Contaminants detected in water supply threaten human endocrine system
Hormones, the chemicals distributed throughout our body via the endocrine system, play a major role in regulating health and development. When the endocrine system is disrupted, it can cause developmental problems and malformations, increase the risks of some cancers, inhibit reproduction, and disrupt the nervous and immune systems.
Exposure to emerging contaminants like pharmaceuticals or personal hygiene products found in drinking water and wastewater can cause endocrine problems and are a threat to the human health even at low doses.
A collection of presentations at the 2018 Society for Risk Analysis Meeting this week discussed the dangers of emerging contaminants in the public water supply and the risks of exposure.

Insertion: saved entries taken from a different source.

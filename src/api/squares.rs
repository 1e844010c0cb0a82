//! Squares board endpoints
//!
//! Admin actions (lock, reshuffle, scores, fill, entry removal) are limited to
//! the caller who created the game.

use axum::{
    extract::{Path, State},
    http::StatusCode,
    Json,
};
use serde::{Deserialize, Serialize};
use std::sync::Arc;

use super::{ApiError, ApiJson};
use crate::auth::{require_creator, Caller};
use crate::squares::BoardNumbers;
use crate::state::{AppState, BoardView, CreateGameInput};
use crate::types::*;

#[derive(Debug, Clone, Serialize, Deserialize)]
pub struct ClaimRequest {
    pub player_name: String,
    pub cells: Vec<Cell>,
}

#[derive(Debug, Clone, Serialize, Deserialize)]
pub struct ScoreRequest {
    pub quarter: u8,
    pub team_a: u32,
    pub team_b: u32,
}

#[derive(Debug, Clone, Serialize, Deserialize)]
pub struct UndoResponse {
    pub quarter: u8,
}

#[derive(Debug, Clone, Serialize, Deserialize)]
pub struct EntriesResponse {
    pub count: usize,
    pub entries: Vec<Entry>,
}

impl From<Vec<Entry>> for EntriesResponse {
    fn from(entries: Vec<Entry>) -> Self {
        Self {
            count: entries.len(),
            entries,
        }
    }
}

async fn load_as_creator(
    state: &AppState,
    game_id: &GameId,
    caller: &Caller,
) -> Result<Game, ApiError> {
    let game = state
        .get_game(game_id)
        .await
        .ok_or_else(|| ApiError::NotFound("Game not found".to_string()))?;
    require_creator(&game, caller)?;
    Ok(game)
}

/// POST /api/squares
pub async fn create_game(
    State(state): State<Arc<AppState>>,
    caller: Caller,
    ApiJson(input): ApiJson<CreateGameInput>,
) -> Result<(StatusCode, Json<Game>), ApiError> {
    let game = state.create_game(&caller.0, input).await?;
    Ok((StatusCode::CREATED, Json(game)))
}

/// GET /api/squares/{id}
pub async fn get_board(
    State(state): State<Arc<AppState>>,
    Path(game_id): Path<GameId>,
) -> Result<Json<BoardView>, ApiError> {
    state
        .get_board(&game_id)
        .await
        .map(Json)
        .ok_or_else(|| ApiError::NotFound("Game not found".to_string()))
}

/// GET /api/squares/share/{code}
pub async fn get_board_by_share_code(
    State(state): State<Arc<AppState>>,
    Path(code): Path<String>,
) -> Result<Json<BoardView>, ApiError> {
    let game = state
        .get_game_by_share_code(&code)
        .await
        .ok_or_else(|| ApiError::NotFound("No game with that share code".to_string()))?;
    get_board(State(state), Path(game.id)).await
}

/// POST /api/squares/{id}/claim
pub async fn claim_squares(
    State(state): State<Arc<AppState>>,
    Path(game_id): Path<GameId>,
    caller: Caller,
    ApiJson(req): ApiJson<ClaimRequest>,
) -> Result<(StatusCode, Json<EntriesResponse>), ApiError> {
    let created = state
        .claim_squares(&game_id, &req.player_name, Some(caller.0), &req.cells)
        .await?;
    Ok((StatusCode::CREATED, Json(created.into())))
}

/// DELETE /api/squares/{id}/entries/{entry_id}
pub async fn remove_entry(
    State(state): State<Arc<AppState>>,
    Path((game_id, entry_id)): Path<(GameId, EntryId)>,
    caller: Caller,
) -> Result<Json<Entry>, ApiError> {
    load_as_creator(&state, &game_id, &caller).await?;
    let removed = state.remove_entry(&game_id, &entry_id).await?;
    Ok(Json(removed))
}

/// POST /api/squares/{id}/lock
pub async fn lock_board(
    State(state): State<Arc<AppState>>,
    Path(game_id): Path<GameId>,
    caller: Caller,
) -> Result<Json<BoardNumbers>, ApiError> {
    load_as_creator(&state, &game_id, &caller).await?;
    Ok(Json(state.lock_game(&game_id).await?))
}

/// POST /api/squares/{id}/reshuffle
pub async fn reshuffle_numbers(
    State(state): State<Arc<AppState>>,
    Path(game_id): Path<GameId>,
    caller: Caller,
) -> Result<Json<BoardNumbers>, ApiError> {
    load_as_creator(&state, &game_id, &caller).await?;
    Ok(Json(state.reshuffle_game(&game_id).await?))
}

/// POST /api/squares/{id}/scores
pub async fn submit_score(
    State(state): State<Arc<AppState>>,
    Path(game_id): Path<GameId>,
    caller: Caller,
    ApiJson(req): ApiJson<ScoreRequest>,
) -> Result<Json<WinningResult>, ApiError> {
    load_as_creator(&state, &game_id, &caller).await?;
    let score = QuarterScore {
        team_a: req.team_a,
        team_b: req.team_b,
    };
    Ok(Json(
        state
            .submit_quarter_score(&game_id, req.quarter, score)
            .await?,
    ))
}

/// DELETE /api/squares/{id}/scores
pub async fn undo_score(
    State(state): State<Arc<AppState>>,
    Path(game_id): Path<GameId>,
    caller: Caller,
) -> Result<Json<UndoResponse>, ApiError> {
    load_as_creator(&state, &game_id, &caller).await?;
    let quarter = state.undo_quarter_score(&game_id).await?;
    Ok(Json(UndoResponse { quarter }))
}

/// POST /api/squares/{id}/fill
pub async fn bulk_fill(
    State(state): State<Arc<AppState>>,
    Path(game_id): Path<GameId>,
    caller: Caller,
    ApiJson(mode): ApiJson<FillMode>,
) -> Result<(StatusCode, Json<EntriesResponse>), ApiError> {
    load_as_creator(&state, &game_id, &caller).await?;
    let created = state.bulk_fill(&game_id, mode).await?;
    Ok((StatusCode::CREATED, Json(created.into())))
}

One of the presentations focused on hormones and pharmaceuticals in drinking water. Laura Bexfield, who presented the study, analyzed data from the U.S. Geological Survey’s National Water-Quality Assessment (NAWQA) Project study.
1,091 groundwater sites across the United States were tested for 21 different hormones and 103 pharmaceuticals.
The results of the assessment found that there was one or more hormones or pharmaceuticals in untreated groundwater in six percent of 844 sites used for public drinking water and eleven percent of 247 sites used as a domestic supply.
Bexfield’s presentation examined the risk emerging contaminants in groundwater poses to human health and safety, but pharmaceuticals, chemicals, and hormones are also harmful to local ecosystems.
Researchers from the University of Rhode Island presented a study that measured contaminants in ponds in Rhode Island and proposed several solutions for reducing and managing pond contaminant levels in the area.
Another study looked at the ecological risks of emerging contaminants along sites along a tributary in Delaware.
For that study, researchers from West Chester University developed efficient methods for detecting contaminants in watersheds worldwide.